What to work on: Make an exact copy of the entries below.

BEGIN Material shown

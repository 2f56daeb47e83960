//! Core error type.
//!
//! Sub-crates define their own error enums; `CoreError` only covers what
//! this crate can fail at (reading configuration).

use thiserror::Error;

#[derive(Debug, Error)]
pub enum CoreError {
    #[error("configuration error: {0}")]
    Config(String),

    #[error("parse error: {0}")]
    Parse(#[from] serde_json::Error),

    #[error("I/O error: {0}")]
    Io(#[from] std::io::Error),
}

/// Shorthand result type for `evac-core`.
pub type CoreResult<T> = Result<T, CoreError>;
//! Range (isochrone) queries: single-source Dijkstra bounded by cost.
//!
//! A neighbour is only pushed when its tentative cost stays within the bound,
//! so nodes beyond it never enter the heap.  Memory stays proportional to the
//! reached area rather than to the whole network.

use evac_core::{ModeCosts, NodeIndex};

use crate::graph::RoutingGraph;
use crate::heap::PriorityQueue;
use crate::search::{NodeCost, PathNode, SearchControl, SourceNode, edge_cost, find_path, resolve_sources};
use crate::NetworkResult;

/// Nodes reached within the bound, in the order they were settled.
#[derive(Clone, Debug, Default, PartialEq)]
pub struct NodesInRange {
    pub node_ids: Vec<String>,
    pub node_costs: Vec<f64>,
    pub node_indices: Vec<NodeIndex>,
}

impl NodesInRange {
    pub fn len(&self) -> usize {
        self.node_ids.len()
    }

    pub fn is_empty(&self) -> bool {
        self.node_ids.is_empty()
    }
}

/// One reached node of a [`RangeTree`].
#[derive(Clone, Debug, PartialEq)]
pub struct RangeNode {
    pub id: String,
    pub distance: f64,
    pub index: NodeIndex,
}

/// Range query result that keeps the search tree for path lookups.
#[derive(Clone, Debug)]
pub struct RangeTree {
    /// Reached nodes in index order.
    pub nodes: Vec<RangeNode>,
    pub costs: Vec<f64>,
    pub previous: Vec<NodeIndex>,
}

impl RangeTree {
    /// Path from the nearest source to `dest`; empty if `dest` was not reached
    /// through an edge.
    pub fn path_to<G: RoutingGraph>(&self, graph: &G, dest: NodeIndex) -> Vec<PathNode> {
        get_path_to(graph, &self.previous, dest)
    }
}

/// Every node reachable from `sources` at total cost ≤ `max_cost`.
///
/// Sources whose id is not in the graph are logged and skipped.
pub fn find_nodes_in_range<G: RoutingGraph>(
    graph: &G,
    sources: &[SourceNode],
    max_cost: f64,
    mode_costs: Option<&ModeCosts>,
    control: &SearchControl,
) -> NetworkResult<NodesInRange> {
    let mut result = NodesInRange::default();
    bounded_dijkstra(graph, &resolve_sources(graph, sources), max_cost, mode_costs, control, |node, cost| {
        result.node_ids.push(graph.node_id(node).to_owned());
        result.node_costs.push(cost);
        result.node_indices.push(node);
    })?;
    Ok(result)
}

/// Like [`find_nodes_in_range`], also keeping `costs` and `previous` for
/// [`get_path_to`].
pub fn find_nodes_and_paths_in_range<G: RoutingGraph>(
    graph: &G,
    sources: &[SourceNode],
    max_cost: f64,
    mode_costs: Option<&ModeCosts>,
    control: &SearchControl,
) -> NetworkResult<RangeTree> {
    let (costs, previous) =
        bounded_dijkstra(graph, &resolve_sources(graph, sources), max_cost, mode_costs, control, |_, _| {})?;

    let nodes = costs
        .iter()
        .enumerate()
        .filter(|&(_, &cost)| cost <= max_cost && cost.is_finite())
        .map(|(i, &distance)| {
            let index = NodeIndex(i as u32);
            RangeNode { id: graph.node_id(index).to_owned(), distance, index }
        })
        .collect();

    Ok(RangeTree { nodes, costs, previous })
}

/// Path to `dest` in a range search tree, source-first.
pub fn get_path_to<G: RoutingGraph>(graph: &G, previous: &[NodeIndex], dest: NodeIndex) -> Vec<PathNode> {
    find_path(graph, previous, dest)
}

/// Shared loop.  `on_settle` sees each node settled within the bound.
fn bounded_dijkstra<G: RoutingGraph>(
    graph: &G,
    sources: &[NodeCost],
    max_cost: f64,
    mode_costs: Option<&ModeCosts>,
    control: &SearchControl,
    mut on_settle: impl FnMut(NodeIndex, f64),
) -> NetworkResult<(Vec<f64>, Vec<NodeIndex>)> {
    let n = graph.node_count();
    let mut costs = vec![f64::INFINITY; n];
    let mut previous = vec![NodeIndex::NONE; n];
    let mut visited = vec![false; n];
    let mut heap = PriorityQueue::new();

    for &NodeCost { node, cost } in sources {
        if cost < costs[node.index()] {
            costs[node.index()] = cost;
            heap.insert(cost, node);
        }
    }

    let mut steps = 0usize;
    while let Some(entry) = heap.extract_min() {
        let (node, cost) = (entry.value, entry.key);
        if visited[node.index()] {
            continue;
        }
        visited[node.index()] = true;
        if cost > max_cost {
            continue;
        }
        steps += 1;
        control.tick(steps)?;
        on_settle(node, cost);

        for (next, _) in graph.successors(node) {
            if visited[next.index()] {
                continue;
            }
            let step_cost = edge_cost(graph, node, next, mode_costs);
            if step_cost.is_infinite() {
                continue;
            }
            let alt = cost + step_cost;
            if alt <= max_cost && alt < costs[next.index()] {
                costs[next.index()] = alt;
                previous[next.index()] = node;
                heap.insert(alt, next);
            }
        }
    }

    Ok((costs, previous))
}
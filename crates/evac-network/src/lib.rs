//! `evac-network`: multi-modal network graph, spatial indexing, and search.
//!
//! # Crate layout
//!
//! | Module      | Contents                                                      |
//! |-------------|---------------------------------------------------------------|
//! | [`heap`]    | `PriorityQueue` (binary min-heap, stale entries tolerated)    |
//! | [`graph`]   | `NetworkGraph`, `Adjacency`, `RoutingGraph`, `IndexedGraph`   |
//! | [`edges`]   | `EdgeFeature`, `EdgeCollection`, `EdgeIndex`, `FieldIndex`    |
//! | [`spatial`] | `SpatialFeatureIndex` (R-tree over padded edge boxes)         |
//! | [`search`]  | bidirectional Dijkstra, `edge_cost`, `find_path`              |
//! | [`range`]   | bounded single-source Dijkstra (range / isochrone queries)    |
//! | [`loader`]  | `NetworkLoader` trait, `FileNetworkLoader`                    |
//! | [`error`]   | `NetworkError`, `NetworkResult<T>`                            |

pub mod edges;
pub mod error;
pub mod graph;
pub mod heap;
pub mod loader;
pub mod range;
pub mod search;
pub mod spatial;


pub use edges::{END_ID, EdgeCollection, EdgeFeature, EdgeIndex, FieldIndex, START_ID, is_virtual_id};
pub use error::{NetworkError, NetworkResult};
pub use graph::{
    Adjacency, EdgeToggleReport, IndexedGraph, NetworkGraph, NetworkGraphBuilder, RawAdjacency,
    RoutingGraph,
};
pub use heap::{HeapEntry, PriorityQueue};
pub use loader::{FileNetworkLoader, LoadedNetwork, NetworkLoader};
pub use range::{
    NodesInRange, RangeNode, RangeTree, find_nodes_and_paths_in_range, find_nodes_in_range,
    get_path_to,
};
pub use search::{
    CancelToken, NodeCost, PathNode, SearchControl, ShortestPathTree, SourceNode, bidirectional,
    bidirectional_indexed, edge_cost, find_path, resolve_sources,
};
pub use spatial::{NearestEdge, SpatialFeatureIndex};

END Material shown

Reply to the exercise:
repository 2f56daeb47e83960
//! Core error type.
//!
//! Sub-crates define their own error enums; `CoreError` only covers what
//! this crate can fail at (reading configuration).

use thiserror::Error;

#[derive(Debug, Error)]
pub enum CoreError {
    #[error("configuration error: {0}")]
    Config(String),

    #[error("parse error: {0}")]
    Parse(#[from] serde_json::Error),

    #[error("I/O error: {0}")]
    Io(#[from] std::io::Error),
}

/// Shorthand result type for `evac-core`.
pub type CoreResult<T> = Result<T, CoreError>;
//! Range (isochrone) queries: single-source Dijkstra bounded by cost.
//!
//! A neighbour is only pushed when its tentative cost stays within the bound,
//! so nodes beyond it never enter the heap.  Memory stays proportional to the
//! reached area rather than to the whole network.

use evac_core::{ModeCosts, NodeIndex};

use crate::graph::RoutingGraph;
use crate::heap::PriorityQueue;
use crate::search::{NodeCost, PathNode, SearchControl, SourceNode, edge_cost, find_path, resolve_sources};
use crate::NetworkResult;

/// Nodes reached within the bound, in the order they were settled.
#[derive(Clone, Debug, Default, PartialEq)]
pub struct NodesInRange {
    pub node_ids: Vec<String>,
    pub node_costs: Vec<f64>,
    pub node_indices: Vec<NodeIndex>,
}

impl NodesInRange {
    pub fn len(&self) -> usize {
        self.node_ids.len()
    }

    pub fn is_empty(&self) -> bool {
        self.node_ids.is_empty()
    }
}

/// One reached node of a [`RangeTree`].
#[derive(Clone, Debug, PartialEq)]
pub struct RangeNode {
    pub id: String,
    pub distance: f64,
    pub index: NodeIndex,
}

/// Range query result that keeps the search tree for path lookups.
#[derive(Clone, Debug)]
pub struct RangeTree {
    /// Reached nodes in index order.
    pub nodes: Vec<RangeNode>,
    pub costs: Vec<f64>,
    pub previous: Vec<NodeIndex>,
}

impl RangeTree {
    /// Path from the nearest source to `dest`; empty if `dest` was not reached
    /// through an edge.
    pub fn path_to<G: RoutingGraph>(&self, graph: &G, dest: NodeIndex) -> Vec<PathNode> {
        get_path_to(graph, &self.previous, dest)
    }
}

/// Every node reachable from `sources` at total cost ≤ `max_cost`.
///
/// Sources whose id is not in the graph are logged and skipped.
pub fn find_nodes_in_range<G: RoutingGraph>(
    graph: &G,
    sources: &[SourceNode],
    max_cost: f64,
    mode_costs: Option<&ModeCosts>,
    control: &SearchControl,
) -> NetworkResult<NodesInRange> {
    let mut result = NodesInRange::default();
    bounded_dijkstra(graph, &resolve_sources(graph, sources), max_cost, mode_costs, control, |node, cost| {
        result.node_ids.push(graph.node_id(node).to_owned());
        result.node_costs.push(cost);
        result.node_indices.push(node);
    })?;
    Ok(result)
}

/// Like [`find_nodes_in_range`], also keeping `costs` and `previous` for
/// [`get_path_to`].
pub fn find_nodes_and_paths_in_range<G: RoutingGraph>(
    graph: &G,
    sources: &[SourceNode],
    max_cost: f64,
    mode_costs: Option<&ModeCosts>,
    control: &SearchControl,
) -> NetworkResult<RangeTree> {
    let (costs, previous) =
        bounded_dijkstra(graph, &resolve_sources(graph, sources), max_cost, mode_costs, control, |_, _| {})?;

    let nodes = costs
        .iter()
        .enumerate()
        .filter(|&(_, &cost)| cost <= max_cost && cost.is_finite())
        .map(|(i, &distance)| {
            let index = NodeIndex(i as u32);
            RangeNode { id: graph.node_id(index).to_owned(), distance, index }
        })
        .collect();

    Ok(RangeTree { nodes, costs, previous })
}

/// Path to `dest` in a range search tree, source-first.
pub fn get_path_to<G: RoutingGraph>(graph: &G, previous: &[NodeIndex], dest: NodeIndex) -> Vec<PathNode> {
    find_path(graph, previous, dest)
}

/// Shared loop.  `on_settle` sees each node settled within the bound.
fn bounded_dijkstra<G: RoutingGraph>(
    graph: &G,
    sources: &[NodeCost],
    max_cost: f64,
    mode_costs: Option<&ModeCosts>,
    control: &SearchControl,
    mut on_settle: impl FnMut(NodeIndex, f64),
) -> NetworkResult<(Vec<f64>, Vec<NodeIndex>)> {
    let n = graph.node_count();
    let mut costs = vec![f64::INFINITY; n];
    let mut previous = vec![NodeIndex::NONE; n];
    let mut visited = vec![false; n];
    let mut heap = PriorityQueue::new();

    for &NodeCost { node, cost } in sources {
        if cost < costs[node.index()] {
            costs[node.index()] = cost;
            heap.insert(cost, node);
        }
    }

    let mut steps = 0usize;
    while let Some(entry) = heap.extract_min() {
        let (node, cost) = (entry.value, entry.key);
        if visited[node.index()] {
            continue;
        }
        visited[node.index()] = true;
        if cost > max_cost {
            continue;
        }
        steps += 1;
        control.tick(steps)?;
        on_settle(node, cost);

        for (next, _) in graph.successors(node) {
            if visited[next.index()] {
                continue;
            }
            let step_cost = edge_cost(graph, node, next, mode_costs);
            if step_cost.is_infinite() {
                continue;
            }
            let alt = cost + step_cost;
            if alt <= max_cost && alt < costs[next.index()] {
                costs[next.index()] = alt;
                previous[next.index()] = node;
                heap.insert(alt, next);
            }
        }
    }

    Ok((costs, previous))
}
filename crates/evac-network/src/lib.rs
//! `evac-network`: multi-modal network graph, spatial indexing, and search.
//!
//! # Crate layout
//!
//! | Module      | Contents                                                      |
//! |-------------|---------------------------------------------------------------|
//! | [`heap`]    | `PriorityQueue` (binary min-heap, stale entries tolerated)    |
//! | [`graph`]   | `NetworkGraph`, `Adjacency`, `RoutingGraph`, `IndexedGraph`   |
//! | [`edges`]   | `EdgeFeature`, `EdgeCollection`, `EdgeIndex`, `FieldIndex`    |
//! | [`spatial`] | `SpatialFeatureIndex` (R-tree over padded edge boxes)         |
//! | [`search`]  | bidirectional Dijkstra, `edge_cost`, `find_path`              |
//! | [`range`]   | bounded single-source Dijkstra (range / isochrone queries)    |
//! | [`loader`]  | `NetworkLoader` trait, `FileNetworkLoader`                    |
//! | [`error`]   | `NetworkError`, `NetworkResult<T>`                            |

pub mod edges;
pub mod error;
pub mod graph;
pub mod heap;
pub mod loader;
pub mod range;
pub mod search;
pub mod spatial;


pub use edges::{END_ID, EdgeCollection, EdgeFeature, EdgeIndex, FieldIndex, START_ID, is_virtual_id};
pub use error::{NetworkError, NetworkResult};
pub use graph::{
    Adjacency, EdgeToggleReport, IndexedGraph, NetworkGraph, NetworkGraphBuilder, RawAdjacency,
    RoutingGraph,
};
pub use heap::{HeapEntry, PriorityQueue};
pub use loader::{FileNetworkLoader, LoadedNetwork, NetworkLoader};
pub use range::{
    NodesInRange, RangeNode, RangeTree, find_nodes_and_paths_in_range, find_nodes_in_range,
    get_path_to,
};
pub use search::{
    CancelToken, NodeCost, PathNode, SearchControl, ShortestPathTree, SourceNode, bidirectional,
    bidirectional_indexed, edge_cost, find_path, resolve_sources,
};
pub use spatial::{NearestEdge, SpatialFeatureIndex};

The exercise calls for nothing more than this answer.